═══ Material provided

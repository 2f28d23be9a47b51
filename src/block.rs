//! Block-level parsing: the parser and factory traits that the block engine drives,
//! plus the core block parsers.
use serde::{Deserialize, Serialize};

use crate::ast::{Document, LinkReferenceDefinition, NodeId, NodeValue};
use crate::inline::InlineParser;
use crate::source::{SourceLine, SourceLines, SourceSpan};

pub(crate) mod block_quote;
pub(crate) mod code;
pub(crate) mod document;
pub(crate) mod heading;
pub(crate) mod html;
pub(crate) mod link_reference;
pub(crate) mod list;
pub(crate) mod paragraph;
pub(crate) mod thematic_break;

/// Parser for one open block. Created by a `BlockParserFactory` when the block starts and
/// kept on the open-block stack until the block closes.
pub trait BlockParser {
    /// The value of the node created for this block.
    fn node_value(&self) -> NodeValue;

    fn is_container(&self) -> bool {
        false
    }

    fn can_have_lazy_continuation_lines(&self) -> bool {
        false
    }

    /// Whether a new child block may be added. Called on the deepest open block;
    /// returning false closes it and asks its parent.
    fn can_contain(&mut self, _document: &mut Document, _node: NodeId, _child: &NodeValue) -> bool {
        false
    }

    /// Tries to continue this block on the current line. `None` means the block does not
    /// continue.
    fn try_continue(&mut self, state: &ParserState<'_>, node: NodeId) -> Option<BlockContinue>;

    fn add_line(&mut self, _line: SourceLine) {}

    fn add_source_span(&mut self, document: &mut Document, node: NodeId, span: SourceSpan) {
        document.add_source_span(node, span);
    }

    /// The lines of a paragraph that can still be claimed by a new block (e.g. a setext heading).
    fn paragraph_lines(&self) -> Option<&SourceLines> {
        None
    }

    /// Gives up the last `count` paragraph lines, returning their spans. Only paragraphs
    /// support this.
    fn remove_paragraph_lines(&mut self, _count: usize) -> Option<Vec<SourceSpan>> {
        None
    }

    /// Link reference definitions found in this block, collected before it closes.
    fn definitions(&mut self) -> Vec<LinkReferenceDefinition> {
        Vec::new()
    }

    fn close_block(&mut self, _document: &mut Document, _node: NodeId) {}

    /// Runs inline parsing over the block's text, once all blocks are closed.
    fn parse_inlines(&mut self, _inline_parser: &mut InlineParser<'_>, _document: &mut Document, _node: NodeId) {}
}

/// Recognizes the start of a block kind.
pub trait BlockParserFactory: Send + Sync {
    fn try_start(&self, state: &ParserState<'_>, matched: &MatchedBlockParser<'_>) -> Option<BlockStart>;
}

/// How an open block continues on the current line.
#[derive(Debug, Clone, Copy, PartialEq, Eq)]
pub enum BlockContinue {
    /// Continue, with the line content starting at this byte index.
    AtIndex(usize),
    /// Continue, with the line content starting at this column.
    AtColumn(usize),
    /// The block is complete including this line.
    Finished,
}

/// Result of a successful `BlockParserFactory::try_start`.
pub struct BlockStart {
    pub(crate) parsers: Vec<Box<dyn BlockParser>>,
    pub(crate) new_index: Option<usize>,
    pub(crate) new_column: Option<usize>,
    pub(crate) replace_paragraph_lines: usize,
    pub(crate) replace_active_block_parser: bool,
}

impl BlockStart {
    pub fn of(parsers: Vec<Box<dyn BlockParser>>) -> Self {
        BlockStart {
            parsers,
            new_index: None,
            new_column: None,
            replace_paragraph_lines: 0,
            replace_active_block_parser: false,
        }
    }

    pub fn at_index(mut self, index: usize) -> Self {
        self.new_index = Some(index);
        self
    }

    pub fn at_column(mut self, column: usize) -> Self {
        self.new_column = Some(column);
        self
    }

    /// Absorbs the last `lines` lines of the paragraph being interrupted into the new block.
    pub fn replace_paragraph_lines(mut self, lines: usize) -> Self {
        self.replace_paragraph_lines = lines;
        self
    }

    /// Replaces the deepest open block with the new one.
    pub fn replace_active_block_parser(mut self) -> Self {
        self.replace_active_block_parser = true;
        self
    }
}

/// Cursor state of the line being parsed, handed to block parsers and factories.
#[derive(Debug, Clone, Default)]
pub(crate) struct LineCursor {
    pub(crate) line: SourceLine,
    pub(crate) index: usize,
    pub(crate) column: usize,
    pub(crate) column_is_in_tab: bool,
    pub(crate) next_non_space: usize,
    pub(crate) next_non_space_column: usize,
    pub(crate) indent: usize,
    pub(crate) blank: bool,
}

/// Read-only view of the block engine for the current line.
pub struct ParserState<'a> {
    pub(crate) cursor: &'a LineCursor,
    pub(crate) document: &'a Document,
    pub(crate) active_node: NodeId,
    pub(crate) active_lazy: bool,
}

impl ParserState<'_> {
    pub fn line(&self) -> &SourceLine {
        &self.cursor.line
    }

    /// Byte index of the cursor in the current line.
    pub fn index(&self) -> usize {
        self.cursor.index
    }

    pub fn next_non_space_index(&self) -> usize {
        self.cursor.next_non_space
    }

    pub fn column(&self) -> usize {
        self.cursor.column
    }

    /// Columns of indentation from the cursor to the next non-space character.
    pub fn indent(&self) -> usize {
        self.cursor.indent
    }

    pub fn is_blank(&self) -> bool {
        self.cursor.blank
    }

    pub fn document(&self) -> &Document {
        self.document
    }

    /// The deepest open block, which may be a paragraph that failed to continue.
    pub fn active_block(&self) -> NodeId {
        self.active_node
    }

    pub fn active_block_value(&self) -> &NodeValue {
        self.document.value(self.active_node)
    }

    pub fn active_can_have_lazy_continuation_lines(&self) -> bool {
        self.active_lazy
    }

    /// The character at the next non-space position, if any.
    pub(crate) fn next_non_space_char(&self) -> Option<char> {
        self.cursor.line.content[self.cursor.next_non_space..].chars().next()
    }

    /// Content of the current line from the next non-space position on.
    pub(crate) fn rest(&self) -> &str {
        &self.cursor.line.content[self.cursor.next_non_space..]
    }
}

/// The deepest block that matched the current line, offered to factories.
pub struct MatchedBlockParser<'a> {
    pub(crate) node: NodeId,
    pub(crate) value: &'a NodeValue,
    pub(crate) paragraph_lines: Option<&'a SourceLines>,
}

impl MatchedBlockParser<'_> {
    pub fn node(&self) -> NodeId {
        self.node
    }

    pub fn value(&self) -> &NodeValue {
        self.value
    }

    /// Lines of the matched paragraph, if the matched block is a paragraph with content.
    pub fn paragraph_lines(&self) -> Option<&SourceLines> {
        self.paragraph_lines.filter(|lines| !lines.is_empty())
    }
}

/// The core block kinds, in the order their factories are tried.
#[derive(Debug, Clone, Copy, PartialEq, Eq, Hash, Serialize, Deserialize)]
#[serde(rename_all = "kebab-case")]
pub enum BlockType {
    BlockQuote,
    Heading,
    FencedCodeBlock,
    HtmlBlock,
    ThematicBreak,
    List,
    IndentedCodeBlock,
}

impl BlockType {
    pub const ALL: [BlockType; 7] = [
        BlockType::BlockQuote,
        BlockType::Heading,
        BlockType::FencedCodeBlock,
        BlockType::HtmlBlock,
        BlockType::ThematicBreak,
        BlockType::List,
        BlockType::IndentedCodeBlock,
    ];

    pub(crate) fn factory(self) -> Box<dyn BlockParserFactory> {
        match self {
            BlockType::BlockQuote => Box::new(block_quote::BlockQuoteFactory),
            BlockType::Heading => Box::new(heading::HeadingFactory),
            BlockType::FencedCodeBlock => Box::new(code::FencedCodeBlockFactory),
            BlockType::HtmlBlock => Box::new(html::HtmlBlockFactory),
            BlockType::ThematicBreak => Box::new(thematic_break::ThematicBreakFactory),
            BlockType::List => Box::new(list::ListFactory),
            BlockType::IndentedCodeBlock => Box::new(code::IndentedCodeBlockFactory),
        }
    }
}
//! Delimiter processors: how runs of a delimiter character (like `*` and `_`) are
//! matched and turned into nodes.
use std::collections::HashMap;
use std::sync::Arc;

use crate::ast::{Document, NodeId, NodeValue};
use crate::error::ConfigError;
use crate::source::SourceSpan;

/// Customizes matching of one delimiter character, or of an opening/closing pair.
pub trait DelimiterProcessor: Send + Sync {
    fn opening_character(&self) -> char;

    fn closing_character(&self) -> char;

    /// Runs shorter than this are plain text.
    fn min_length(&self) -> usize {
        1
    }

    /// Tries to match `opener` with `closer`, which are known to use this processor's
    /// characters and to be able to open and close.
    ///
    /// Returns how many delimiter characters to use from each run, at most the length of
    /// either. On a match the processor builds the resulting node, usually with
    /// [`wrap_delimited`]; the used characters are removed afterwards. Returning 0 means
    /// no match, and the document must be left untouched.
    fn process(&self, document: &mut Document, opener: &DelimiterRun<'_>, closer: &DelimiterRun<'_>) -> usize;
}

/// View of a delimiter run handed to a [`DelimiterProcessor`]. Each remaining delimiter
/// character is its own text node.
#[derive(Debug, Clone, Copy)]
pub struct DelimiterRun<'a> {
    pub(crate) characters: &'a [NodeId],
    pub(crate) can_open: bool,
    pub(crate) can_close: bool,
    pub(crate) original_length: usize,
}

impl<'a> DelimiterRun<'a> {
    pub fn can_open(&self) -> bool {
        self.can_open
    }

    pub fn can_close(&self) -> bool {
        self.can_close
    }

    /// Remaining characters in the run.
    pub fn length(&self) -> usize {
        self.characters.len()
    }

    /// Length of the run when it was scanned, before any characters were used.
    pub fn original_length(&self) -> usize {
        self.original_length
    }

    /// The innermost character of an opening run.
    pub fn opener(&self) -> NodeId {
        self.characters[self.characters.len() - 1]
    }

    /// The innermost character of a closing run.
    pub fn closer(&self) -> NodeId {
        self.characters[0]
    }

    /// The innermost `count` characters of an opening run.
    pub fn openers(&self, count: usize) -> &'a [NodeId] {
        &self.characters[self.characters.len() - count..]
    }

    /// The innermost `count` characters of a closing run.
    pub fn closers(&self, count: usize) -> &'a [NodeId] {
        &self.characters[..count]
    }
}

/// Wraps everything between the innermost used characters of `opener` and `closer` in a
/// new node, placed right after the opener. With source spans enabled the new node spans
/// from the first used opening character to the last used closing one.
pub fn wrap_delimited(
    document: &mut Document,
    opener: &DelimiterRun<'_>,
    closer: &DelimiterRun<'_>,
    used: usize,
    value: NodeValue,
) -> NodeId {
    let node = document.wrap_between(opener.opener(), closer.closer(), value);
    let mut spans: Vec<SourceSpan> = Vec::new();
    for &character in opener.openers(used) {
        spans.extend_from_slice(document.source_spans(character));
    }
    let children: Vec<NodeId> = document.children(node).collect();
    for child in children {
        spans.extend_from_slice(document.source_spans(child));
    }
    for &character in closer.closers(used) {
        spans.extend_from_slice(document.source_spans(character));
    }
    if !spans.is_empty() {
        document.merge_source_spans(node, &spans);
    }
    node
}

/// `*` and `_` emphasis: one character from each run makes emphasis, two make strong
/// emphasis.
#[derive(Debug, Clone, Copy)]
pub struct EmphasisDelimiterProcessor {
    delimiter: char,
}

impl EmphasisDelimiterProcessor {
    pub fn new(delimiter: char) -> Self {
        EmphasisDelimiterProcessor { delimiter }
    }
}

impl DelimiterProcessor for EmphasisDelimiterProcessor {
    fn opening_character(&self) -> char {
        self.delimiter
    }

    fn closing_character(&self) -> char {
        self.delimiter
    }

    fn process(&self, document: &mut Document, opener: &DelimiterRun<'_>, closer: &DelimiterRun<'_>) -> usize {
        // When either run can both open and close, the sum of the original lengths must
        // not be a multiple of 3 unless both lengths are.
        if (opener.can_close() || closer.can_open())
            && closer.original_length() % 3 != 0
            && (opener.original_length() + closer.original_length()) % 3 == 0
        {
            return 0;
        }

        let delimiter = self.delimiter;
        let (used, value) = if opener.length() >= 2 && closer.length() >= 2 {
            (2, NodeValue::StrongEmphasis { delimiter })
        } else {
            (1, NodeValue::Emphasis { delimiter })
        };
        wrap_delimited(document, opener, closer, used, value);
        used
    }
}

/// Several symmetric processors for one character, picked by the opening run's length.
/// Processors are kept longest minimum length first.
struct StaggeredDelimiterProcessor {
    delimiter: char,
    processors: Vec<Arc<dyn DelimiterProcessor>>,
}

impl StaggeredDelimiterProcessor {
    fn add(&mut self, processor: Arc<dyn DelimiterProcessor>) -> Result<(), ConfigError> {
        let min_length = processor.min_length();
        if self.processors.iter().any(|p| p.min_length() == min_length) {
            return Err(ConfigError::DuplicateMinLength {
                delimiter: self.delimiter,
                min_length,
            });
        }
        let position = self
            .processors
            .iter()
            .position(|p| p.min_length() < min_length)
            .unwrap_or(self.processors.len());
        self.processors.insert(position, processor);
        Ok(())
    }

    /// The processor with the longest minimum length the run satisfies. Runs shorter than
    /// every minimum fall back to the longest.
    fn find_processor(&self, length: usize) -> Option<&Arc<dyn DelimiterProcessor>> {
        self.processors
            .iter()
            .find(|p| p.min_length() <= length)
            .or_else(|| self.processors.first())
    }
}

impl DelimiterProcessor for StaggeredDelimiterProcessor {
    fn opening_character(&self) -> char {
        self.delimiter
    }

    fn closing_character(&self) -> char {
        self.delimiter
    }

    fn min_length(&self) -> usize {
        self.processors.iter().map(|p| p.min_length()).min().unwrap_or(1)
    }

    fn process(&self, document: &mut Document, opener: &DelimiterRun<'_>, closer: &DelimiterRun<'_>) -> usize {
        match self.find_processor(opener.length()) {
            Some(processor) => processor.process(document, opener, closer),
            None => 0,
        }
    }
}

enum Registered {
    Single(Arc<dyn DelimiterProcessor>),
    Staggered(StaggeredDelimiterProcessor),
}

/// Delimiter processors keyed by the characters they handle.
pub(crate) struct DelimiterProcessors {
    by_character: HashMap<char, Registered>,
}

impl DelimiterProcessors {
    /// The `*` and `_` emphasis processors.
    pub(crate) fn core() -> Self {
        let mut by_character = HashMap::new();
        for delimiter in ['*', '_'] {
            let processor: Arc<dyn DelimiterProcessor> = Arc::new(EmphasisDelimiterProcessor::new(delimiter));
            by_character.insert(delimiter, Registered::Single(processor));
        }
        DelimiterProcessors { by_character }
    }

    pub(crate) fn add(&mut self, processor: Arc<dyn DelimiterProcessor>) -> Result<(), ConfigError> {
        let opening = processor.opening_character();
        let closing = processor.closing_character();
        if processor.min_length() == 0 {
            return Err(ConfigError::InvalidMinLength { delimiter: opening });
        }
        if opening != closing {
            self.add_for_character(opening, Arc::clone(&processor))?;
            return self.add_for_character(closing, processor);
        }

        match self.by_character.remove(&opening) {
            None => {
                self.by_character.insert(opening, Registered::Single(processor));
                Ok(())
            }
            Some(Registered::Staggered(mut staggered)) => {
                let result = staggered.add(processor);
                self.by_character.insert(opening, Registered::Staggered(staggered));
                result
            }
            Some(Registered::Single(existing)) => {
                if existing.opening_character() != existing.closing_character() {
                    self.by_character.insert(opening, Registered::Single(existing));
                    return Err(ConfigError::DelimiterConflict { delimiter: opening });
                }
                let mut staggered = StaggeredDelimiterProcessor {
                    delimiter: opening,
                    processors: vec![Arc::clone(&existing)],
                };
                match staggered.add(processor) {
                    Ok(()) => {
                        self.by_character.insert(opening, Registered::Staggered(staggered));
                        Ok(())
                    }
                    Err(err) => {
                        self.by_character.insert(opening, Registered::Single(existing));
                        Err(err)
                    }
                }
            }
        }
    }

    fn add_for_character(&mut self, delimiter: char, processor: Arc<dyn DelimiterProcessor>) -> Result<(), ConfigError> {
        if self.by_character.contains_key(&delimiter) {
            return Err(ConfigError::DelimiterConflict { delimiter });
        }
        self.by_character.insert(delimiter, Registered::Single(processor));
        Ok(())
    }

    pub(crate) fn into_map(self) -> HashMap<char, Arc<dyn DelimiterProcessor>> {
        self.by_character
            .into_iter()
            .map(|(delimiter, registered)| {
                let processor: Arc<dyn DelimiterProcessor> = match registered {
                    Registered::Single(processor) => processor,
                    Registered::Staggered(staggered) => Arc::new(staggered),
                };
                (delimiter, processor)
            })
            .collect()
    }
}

══════

**Problem:**
In the listing above, find the line with "self.cursor.indent" and the line with "pub fn active_block_value(&self)"; output exactly those lines and all lines between them.

**Result:**
        self.cursor.indent
    }

    pub fn is_blank(&self) -> bool {
        self.cursor.blank
    }

    pub fn document(&self) -> &Document {
        self.document
    }

    /// The deepest open block, which may be a paragraph that failed to continue.
    pub fn active_block(&self) -> NodeId {
        self.active_node
    }

    pub fn active_block_value(&self) -> &NodeValue {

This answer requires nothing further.